Word for word, retype every line of the data.

● **Given information**
[Start of section]
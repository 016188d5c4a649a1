//! System configuration - root configuration structure.

use heapless::String;
use serde::Deserialize;

use super::board::BoardConfig;
use super::motion::MotionConfig;
use super::pins::PinConfig;

/// Root configuration structure from TOML.
#[derive(Debug, Clone, PartialEq, Deserialize)]
pub struct SystemConfig {
    /// Human-readable name (max 32 chars).
    #[serde(default = "default_name")]
    pub name: String<32>,

    /// Host board parameters.
    #[serde(default)]
    pub board: BoardConfig,

    /// Coil and sensor pins.
    pub pins: PinConfig,

    /// Timing and travel settings.
    #[serde(default)]
    pub motion: MotionConfig,
}

fn default_name() -> String<32> {
    String::try_from("monochromator").unwrap_or_default()
}

impl SystemConfig {
    /// Configuration with default board and motion settings.
    pub fn with_pins(coils: [u8; 4], sensors: [u8; 2]) -> Self {
        Self {
            name: default_name(),
            board: BoardConfig::default(),
            pins: PinConfig { coils, sensors },
            motion: MotionConfig::default(),
        }
    }
}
[End of section]
● **Written answer**
repository 016188d5c4a649a1
//! System configuration - root configuration structure.

use heapless::String;
use serde::Deserialize;

use super::board::BoardConfig;
use super::motion::MotionConfig;
use super::pins::PinConfig;

/// Root configuration structure from TOML.
#[derive(Debug, Clone, PartialEq, Deserialize)]
pub struct SystemConfig {
    /// Human-readable name (max 32 chars).
    #[serde(default = "default_name")]
    pub name: String<32>,

    /// Host board parameters.
    #[serde(default)]
    pub board: BoardConfig,

    /// Coil and sensor pins.
    pub pins: PinConfig,

    /// Timing and travel settings.
    #[serde(default)]
    pub motion: MotionConfig,
}

fn default_name() -> String<32> {
    String::try_from("monochromator").unwrap_or_default()
}

impl SystemConfig {
    /// Configuration with default board and motion settings.
    pub fn with_pins(coils: [u8; 4], sensors: [u8; 2]) -> Self {
        Self {
            name: default_name(),
            board: BoardConfig::default(),
            pins: PinConfig { coils, sensors },
            motion: MotionConfig::default(),
        }
    }
}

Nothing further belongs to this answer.